*** Data for this task Section Begins ***

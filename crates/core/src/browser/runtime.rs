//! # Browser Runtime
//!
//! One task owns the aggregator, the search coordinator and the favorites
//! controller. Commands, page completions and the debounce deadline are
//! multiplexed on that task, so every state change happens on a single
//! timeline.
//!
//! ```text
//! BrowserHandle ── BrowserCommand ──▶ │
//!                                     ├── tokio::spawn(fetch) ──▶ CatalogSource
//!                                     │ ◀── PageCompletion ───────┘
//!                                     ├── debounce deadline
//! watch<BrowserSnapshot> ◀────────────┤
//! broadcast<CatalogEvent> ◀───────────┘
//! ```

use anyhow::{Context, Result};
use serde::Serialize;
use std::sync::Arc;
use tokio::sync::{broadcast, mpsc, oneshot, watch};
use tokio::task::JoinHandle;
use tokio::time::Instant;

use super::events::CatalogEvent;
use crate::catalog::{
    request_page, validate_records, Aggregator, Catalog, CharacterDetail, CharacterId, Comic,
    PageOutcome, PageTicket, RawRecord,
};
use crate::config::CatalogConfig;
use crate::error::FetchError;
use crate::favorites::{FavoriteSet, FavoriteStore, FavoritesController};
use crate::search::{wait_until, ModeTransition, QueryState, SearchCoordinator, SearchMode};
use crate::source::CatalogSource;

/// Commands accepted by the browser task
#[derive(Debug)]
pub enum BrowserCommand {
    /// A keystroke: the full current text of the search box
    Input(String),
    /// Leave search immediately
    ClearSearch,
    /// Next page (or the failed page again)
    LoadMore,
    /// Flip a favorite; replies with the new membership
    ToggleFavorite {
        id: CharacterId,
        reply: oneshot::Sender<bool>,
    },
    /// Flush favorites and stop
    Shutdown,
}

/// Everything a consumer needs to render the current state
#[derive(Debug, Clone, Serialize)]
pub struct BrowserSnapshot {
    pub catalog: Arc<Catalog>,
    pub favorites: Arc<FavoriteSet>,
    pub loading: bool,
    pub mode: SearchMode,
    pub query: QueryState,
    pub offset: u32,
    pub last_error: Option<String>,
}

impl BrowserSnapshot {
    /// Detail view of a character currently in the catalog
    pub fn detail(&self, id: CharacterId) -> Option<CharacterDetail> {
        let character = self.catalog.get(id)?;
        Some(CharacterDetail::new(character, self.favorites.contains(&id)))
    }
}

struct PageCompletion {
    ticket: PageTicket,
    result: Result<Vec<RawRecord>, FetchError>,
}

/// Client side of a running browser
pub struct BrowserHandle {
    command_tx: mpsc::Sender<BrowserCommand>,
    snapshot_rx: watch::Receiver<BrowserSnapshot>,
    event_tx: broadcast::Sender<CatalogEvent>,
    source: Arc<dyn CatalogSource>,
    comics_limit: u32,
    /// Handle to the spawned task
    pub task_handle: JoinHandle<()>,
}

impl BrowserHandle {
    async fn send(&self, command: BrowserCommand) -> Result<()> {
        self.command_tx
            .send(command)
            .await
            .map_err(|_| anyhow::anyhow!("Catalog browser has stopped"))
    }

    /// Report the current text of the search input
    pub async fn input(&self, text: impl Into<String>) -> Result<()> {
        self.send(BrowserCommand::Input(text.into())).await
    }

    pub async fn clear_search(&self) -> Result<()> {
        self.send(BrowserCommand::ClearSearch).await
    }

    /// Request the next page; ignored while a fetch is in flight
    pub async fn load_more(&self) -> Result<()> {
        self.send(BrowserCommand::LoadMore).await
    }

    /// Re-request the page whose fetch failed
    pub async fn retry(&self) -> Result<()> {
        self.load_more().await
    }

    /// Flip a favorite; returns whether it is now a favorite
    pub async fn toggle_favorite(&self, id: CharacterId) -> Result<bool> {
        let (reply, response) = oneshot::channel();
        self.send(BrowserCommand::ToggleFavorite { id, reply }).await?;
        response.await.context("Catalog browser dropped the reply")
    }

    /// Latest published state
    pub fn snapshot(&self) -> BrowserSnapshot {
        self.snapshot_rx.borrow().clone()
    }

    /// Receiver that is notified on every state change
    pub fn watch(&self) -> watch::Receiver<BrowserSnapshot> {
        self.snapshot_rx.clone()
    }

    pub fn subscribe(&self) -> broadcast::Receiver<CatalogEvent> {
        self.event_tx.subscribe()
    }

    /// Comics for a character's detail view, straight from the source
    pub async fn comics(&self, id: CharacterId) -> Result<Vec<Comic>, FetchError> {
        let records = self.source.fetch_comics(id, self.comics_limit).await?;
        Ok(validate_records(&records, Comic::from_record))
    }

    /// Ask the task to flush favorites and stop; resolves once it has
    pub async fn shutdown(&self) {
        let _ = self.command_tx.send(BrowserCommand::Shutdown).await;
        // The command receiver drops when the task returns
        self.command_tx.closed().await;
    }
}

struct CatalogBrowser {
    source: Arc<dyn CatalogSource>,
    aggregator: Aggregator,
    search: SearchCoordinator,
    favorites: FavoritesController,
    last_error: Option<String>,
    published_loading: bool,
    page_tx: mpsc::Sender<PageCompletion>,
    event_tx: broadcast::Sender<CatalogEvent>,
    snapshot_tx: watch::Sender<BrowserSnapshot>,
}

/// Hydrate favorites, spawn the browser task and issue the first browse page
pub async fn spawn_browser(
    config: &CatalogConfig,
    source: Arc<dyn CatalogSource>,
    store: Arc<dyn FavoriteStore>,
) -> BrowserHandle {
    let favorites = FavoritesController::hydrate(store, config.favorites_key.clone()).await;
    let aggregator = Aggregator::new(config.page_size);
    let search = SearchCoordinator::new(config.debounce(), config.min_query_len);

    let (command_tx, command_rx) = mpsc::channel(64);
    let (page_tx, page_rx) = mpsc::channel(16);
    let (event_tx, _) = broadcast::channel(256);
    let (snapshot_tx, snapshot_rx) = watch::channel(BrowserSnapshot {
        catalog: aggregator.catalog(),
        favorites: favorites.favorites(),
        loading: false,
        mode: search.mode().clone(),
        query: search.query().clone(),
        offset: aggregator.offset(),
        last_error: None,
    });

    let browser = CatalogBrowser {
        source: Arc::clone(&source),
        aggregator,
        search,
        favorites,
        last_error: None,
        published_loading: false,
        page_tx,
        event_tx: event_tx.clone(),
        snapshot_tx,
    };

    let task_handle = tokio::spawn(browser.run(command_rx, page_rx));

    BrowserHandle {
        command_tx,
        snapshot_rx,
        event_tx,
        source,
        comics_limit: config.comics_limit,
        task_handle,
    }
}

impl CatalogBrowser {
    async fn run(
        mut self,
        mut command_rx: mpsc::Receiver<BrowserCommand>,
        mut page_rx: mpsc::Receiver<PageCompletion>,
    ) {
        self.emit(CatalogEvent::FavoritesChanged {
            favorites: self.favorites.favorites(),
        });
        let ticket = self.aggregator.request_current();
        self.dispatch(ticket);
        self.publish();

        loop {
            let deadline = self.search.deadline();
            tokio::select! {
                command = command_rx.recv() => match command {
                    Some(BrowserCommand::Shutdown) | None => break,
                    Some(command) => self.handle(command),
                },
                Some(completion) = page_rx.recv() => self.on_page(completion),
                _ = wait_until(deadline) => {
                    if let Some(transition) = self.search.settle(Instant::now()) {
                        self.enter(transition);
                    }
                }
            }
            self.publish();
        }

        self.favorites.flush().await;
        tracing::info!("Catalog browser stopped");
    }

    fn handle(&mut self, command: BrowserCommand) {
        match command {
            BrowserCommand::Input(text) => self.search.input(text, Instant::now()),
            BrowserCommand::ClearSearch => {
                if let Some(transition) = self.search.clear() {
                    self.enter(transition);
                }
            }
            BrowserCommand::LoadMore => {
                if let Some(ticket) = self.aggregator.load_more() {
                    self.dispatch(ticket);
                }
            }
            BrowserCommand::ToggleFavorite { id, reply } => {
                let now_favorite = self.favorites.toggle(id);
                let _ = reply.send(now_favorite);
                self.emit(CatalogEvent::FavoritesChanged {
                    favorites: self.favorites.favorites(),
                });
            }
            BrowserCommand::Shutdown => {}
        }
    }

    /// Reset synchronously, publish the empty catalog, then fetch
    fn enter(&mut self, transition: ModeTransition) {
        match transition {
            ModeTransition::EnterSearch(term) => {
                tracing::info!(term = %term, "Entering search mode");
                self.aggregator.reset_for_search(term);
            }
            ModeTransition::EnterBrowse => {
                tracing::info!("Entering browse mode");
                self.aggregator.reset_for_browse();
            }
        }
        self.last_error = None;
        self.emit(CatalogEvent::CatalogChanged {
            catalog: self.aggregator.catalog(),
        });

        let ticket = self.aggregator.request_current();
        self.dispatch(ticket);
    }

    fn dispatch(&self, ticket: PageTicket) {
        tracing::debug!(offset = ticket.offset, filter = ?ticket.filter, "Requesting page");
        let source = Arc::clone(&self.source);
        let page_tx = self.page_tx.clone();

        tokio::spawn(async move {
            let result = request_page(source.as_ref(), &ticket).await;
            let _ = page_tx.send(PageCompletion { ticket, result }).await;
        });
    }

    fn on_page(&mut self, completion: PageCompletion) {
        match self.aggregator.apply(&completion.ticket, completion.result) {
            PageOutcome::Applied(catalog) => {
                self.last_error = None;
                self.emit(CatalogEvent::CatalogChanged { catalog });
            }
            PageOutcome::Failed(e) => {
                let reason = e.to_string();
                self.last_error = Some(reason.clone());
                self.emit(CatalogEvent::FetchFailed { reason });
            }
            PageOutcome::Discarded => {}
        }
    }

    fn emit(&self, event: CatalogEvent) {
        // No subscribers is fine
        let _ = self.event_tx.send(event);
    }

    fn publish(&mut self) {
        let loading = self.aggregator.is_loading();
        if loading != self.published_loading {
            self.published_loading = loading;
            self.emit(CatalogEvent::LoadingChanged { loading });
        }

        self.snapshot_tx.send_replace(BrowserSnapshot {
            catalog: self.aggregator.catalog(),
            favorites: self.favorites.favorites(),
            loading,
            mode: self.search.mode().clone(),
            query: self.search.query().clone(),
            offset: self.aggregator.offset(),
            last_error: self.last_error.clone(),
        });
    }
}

*** Data for this task Section Ends ***

**Work order**: From the records above, give again exactly the lines running from the line with "Some(BrowserCommand::Shutdown) | None" to the line with "self.favorites.flush().await;", inclusive.

**Finished task**:
                    Some(BrowserCommand::Shutdown) | None => break,
                    Some(command) => self.handle(command),
                },
                Some(completion) = page_rx.recv() => self.on_page(completion),
                _ = wait_until(deadline) => {
                    if let Some(transition) = self.search.settle(Instant::now()) {
                        self.enter(transition);
                    }
                }
            }
            self.publish();
        }

        self.favorites.flush().await;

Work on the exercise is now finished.